The inactive status serves as a standby mode, allowing the website administrator to quickly activate the plugin when needed without going through the installation process again. This status is  useful for testing new features, updating plugins, or troubleshooting issues by selectively enabling or disabling them without removing their installation files.

Reasons for Having Inactive Plugins

Website administrators may choose to keep certain plugins inactive for several reasons:

  • Testing and Comparison: When exploring new functionalities, admins might install multiple plugins to test and compare their features before deciding which one to activate.
  • Seasonal Features: Some plugins are only relevant at certain times of the year (e.g., holiday-themed features), and thus are kept inactive until needed.
  • Future Use Planning: Sometimes, plugins are installed with the intention of using them in the future as the website grows or evolves.
  • Troubleshooting: Inactive plugins can be part of a troubleshooting process, where plugins are deactivated to identify conflicts or issues within the site.

Deleting Inactive Plugins: Pros, Cons, and Implications

The general recommendation is to delete plugins that are not in use, including those that are inactive. This practice is advised for several reasons:

  1. Security: Inactive plugins can still be exploited by hackers if they contain vulnerabilities, as they remain on your server.
  2. Performance: While inactive plugins do not directly affect site performance, they take up server space and contribute to clutter, potentially impacting backup sizes and management efficiency.
  3. Updates and Maintenance: Keeping inactive plugins means additional work to maintain and update them, even if they are not actively contributing to your site.
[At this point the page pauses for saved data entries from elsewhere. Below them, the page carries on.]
use std::path::{Path, PathBuf};

use crate::base::{Location, resolve_import};

use super::database::{Constant, Database, Table};
use super::feature::Feature;
use super::test_case::TestCase;
use super::ui_element::UiElement;

/// One parsed specification file.
///
/// Identified by its resolved path. All collections preserve declaration
/// order. `ui_elements` here are document-global; feature-scoped elements
/// live on the [`Feature`].
#[derive(Clone, Debug, Default)]
pub struct Document {
    pub path: PathBuf,
    pub feature: Option<Feature>,
    pub test_cases: Vec<TestCase>,
    pub ui_elements: Vec<UiElement>,
    pub constants: Vec<Constant>,
    pub tables: Vec<Table>,
    pub databases: Vec<Database>,
    pub imports: Vec<Import>,
    pub before_all: Option<EventBlock>,
    pub after_all: Option<EventBlock>,
}

impl Document {
    pub fn new(path: impl Into<PathBuf>) -> Self {
        Self {
            path: path.into(),
            ..Self::default()
        }
    }

    /// File name component of the document path, for cycle messages.
    pub fn file_name(&self) -> &str {
        self.path
            .file_name()
            .and_then(|n| n.to_str())
            .unwrap_or_default()
    }

    /// Resolve every raw import value against this document's directory.
    /// Called once during specification assembly, before the graph is built.
    pub fn resolve_imports(&mut self) {
        let importer = self.path.clone();
        for import in &mut self.imports {
            import.resolved_path = resolve_import(&importer, &import.value);
        }
    }
}

/// An import statement: the raw value as written plus its resolved path.
#[derive(Clone, Debug, Default)]
pub struct Import {
    pub value: String,
    pub resolved_path: PathBuf,
    pub location: Location,
}

impl Import {
    pub fn new(value: impl Into<String>, location: Location) -> Self {
        Self {
            value: value.into(),
            resolved_path: PathBuf::new(),
            location,
        }
    }

    /// File name component of the resolved target.
    pub fn target_file_name(&self) -> &str {
        self.resolved_path
            .file_name()
            .and_then(|n| n.to_str())
            .unwrap_or_default()
    }

    pub fn resolves_to(&self, path: &Path) -> bool {
        self.resolved_path == path
    }
}

/// A Before All / After All event block.
#[derive(Clone, Debug, Default)]
pub struct EventBlock {
    pub location: Location,
}
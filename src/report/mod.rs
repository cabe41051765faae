//! Diagnostics.
//!
//! Semantic violations are data, not `Err`: analyzers append
//! [`LocatedException`]s into a [`ProblemMapper`] keyed by document path
//! (or the generic key, for specification-wide rules) and always keep
//! going. The mapper accumulates for one analysis pass and is read-only
//! once the orchestrator returns.

pub mod duplication;
mod problems;

pub use problems::{LocatedException, ProblemKey, ProblemMapper, Problems};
However, there are cons to consider:

  1. Future Use: If you plan to use the plugin again soon, or it’s deactivated temporarily for testing or troubleshooting, you might want to keep it. Reinstalling a plugin later can be more time-consuming, especially if it requires complex configuration.
  2. Data Loss: Some plugins store data that you might not want to lose. Deleting the plugin could remove this data permanently. If you think you might need the data in the future, consider checking if it’s possible to export the data or if it remains stored even after the plugin is deactivated.
  3. Dependency Issues: Rarely, some plugins or themes might depend on functionality provided by another plugin, even if that plugin is inactive. This is not common practice and is considered poor design, but it’s something to be mindful of in complex sites with custom functionalities.
  4. License and Subscription Plugins: For plugins that require a license or subscription, ensure that you won’t need them in the future or that you can easily reactivate your license if you decide to reinstall.

Best Practices

  • Backup First: Before deleting any plugins, make sure to back up your WordPress site. This ensures you can restore your site if the deletion causes unexpected issues.
  • Check Plugin Documentation: Some plugins may have specific uninstallation procedures or options to retain data. Reviewing the plugin’s documentation or settings might provide useful insights.
  • Test After Removal: After deleting plugins, especially if you remove several at once, test your website thoroughly to ensure there are no adverse effects on site functionality or appearance.


WordPress plugins represent a double-edged sword; they offer unparalleled functionality and customization but require careful management to avoid potential pitfalls. Understanding the role and management of inactive plugins is important for maintaining a secure, efficient, and well-organized website. While the general advice leans towards deletion to minimize risks, it’s necessary to weigh the pros and cons based on the specific context of your website. Always back up your site before making significant changes, and consider consulting with a professional if you’re unsure about the implications of deleting inactive plugins.